A MESSAGE FROM THE EDITOR
Group Editorial Director
If you’ve picked up an issue or two of Psychiatric Times lately, you’ve probably seen the work of Dr. Brian Miller. The supplement to this issue on tardive dyskinesia is his brainchild. A long-time contributor to this publication, he now joins the distinguished group of psychiatrists who grace our editorial board.

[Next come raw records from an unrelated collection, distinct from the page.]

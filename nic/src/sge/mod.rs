//! Hardware queue resource state.
//!
//! Holds every queue context the device owns between a bring-up and a
//! bring-down transition. Nothing in here survives a failed bring-up:
//! [`bringup::setup_queues`] either fills the whole structure or leaves
//! it empty.

pub mod bringup;
pub mod irq;
mod types;

pub use types::{FreeList, RespQueue, RspqRole, RxQueue, TxQueue, FL_STARVE_THRES};

use alloc::vec::Vec;

/// All hardware queue resources of one adapter.
#[derive(Debug, Default)]
pub struct Sge {
    /// Shared-interrupt control/status queue; only in non-MSI-X modes.
    pub intrq: Option<RespQueue>,
    /// Firmware event queue.
    pub fw_evtq: Option<RespQueue>,
    /// Ethernet receive queue-sets, indexed by absolute queue-set number.
    pub eth_rxq: Vec<RxQueue>,
    /// Ethernet transmit queues, parallel to `eth_rxq`.
    pub eth_txq: Vec<TxQueue>,
    /// Offload receive queue-sets.
    pub ofld_rxq: Vec<RxQueue>,
    /// Offload transmit queues, parallel to `ofld_rxq`.
    pub ofld_txq: Vec<TxQueue>,
    /// RDMA receive queues, one per port.
    pub rdma_rxq: Vec<RxQueue>,
    /// Per-port control transmit queues.
    pub ctrlq: Vec<TxQueue>,
}

impl Sge {
    /// Empty state, no hardware resources.
    pub fn new() -> Self {
        Self::default()
    }

    /// Number of live hardware queue contexts.
    pub fn resource_count(&self) -> usize {
        self.intrq.iter().count()
            + self.fw_evtq.iter().count()
            + self.eth_rxq.len()
            + self.eth_txq.len()
            + self.ofld_rxq.len()
            + self.ofld_txq.len()
            + self.rdma_rxq.len()
            + self.ctrlq.len()
    }

    /// Whether the device holds no queue resources at all.
    pub fn is_empty(&self) -> bool {
        self.resource_count() == 0
    }
}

Dr. Miller started his medical career at The Ohio State University College of Medicine, where he earned a combined MD/MPH degree. He also holds a PhD in psychiatric epidemiology, earned at University of Oulu in Finland. He completed his residency and a fellowship in psychotic disorders at Augusta University, where he now serves as Associate Professor with Tenure in the Department of Psychiatry and Health Behavior. His research on inflammation and immune dysfunction in schizophrenia is funded by the National Institute of Mental Health, the Stanley Medical Research Foundation, and the Brain & Behavior Research Foundation.
Dr. Miller is the recipient of several young investigator awards, the 2010 Laughlin Fellowship from the American College of Psychiatrists, and a 2011 Exemplary Psychiatrist Award from the National Alliance on Mental Illness.
Late last year, we invited Dr. Miller to write a brief sketch about his extracurricular interests. We published that profile alongside one of his regular columns on schizophrenia. Here’s what he wrote:
“I am an only child. My father recently retired after teaching high school chemistry for over 40 years. His philosophy, that he should be the “guide on the side, not the sage on the stage,” is something that I’ve adopted in my work with medical students and residents. Although I long aspired to a career in medicine, I majored in math and minored in music/piano in college. These were subjects I enjoyed immensely, but I knew I would not have the opportunity to formally study again.
My interest in immunological contributions to illness began at age 12 when my mother was diagnosed with an autoimmune disease of unclear etiology. She died from complications of this illness during my second year of medical school. My father and I grieved by taking a month-long, coast-to-coast road trip—about 20 states and 8000 miles—visiting many national parks and historic sites in this great nation. My mother’s death has had a lasting influence on my practice of medicine; personal experience on the patient/family side of chronic illness fuels my empathy for those whom I serve. Equally influential to my career has been my Catholic faith; I view being a physician as my vocation.
My amazing wife and I have been married for 14 years. We have 4 wonderful children, ages 12, 9, and 7 years and 2. They are truly life’s greatest blessings, and our lives right now are joyful chaos. When I’m not at work, life centers on “carefree timelessness” with my family. Running is my hobby and outlet. I’ve finished a handful of half-marathons and one full- marathon.”
On behalf of the editorial staff and editorial board, it’s a pleasure to welcome you, Dr. Miller.